__THE RECORDS__:
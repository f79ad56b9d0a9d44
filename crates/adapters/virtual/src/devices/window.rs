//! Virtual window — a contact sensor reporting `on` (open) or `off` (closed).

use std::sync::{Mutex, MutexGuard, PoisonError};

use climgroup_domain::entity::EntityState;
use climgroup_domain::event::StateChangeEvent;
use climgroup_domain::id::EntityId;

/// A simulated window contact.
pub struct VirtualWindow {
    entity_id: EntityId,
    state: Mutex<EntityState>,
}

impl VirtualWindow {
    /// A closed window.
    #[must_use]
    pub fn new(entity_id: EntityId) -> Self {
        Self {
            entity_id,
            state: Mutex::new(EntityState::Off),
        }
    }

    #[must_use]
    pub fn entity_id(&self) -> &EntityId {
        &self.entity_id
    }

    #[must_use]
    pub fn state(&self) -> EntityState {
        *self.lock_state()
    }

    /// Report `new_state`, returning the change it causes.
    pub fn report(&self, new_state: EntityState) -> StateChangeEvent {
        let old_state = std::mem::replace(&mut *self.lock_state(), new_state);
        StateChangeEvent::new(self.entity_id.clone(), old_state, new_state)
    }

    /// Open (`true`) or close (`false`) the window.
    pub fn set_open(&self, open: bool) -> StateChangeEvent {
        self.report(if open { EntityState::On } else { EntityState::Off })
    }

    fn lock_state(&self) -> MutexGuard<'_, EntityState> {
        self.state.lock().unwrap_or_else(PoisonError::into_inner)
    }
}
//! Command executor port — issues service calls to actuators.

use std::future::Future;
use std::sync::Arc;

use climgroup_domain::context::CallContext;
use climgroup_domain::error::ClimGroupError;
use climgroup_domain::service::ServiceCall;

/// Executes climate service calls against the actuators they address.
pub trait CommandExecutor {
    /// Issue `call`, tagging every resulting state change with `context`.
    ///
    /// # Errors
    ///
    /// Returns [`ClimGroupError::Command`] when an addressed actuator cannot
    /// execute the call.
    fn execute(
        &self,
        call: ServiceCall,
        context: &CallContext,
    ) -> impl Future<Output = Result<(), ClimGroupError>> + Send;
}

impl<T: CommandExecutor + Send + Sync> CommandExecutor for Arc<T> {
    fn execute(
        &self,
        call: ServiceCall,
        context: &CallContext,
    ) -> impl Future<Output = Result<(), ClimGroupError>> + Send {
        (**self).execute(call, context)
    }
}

* * *

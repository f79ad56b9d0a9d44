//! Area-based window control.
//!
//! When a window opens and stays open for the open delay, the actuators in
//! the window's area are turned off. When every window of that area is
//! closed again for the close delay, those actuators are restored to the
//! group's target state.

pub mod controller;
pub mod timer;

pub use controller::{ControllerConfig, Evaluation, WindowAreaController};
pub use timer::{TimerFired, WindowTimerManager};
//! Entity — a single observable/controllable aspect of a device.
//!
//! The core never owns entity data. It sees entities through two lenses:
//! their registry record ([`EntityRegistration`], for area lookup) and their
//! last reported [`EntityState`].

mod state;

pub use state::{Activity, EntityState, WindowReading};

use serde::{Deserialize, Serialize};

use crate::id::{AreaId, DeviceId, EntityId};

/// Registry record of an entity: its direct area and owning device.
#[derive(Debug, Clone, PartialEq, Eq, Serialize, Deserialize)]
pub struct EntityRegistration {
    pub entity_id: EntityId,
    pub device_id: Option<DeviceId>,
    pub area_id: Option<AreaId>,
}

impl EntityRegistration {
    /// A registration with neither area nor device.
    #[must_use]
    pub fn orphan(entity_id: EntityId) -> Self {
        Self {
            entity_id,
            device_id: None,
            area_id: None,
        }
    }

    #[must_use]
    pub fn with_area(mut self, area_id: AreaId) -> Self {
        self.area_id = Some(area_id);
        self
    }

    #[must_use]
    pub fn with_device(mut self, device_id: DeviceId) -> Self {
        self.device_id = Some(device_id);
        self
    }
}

__BRIEF__:
Using the material above, report each line where "PoisonError" occurs.

__ANSWER SECTION__:
use std::sync::{Mutex, MutexGuard, PoisonError};
        self.state.lock().unwrap_or_else(PoisonError::into_inner)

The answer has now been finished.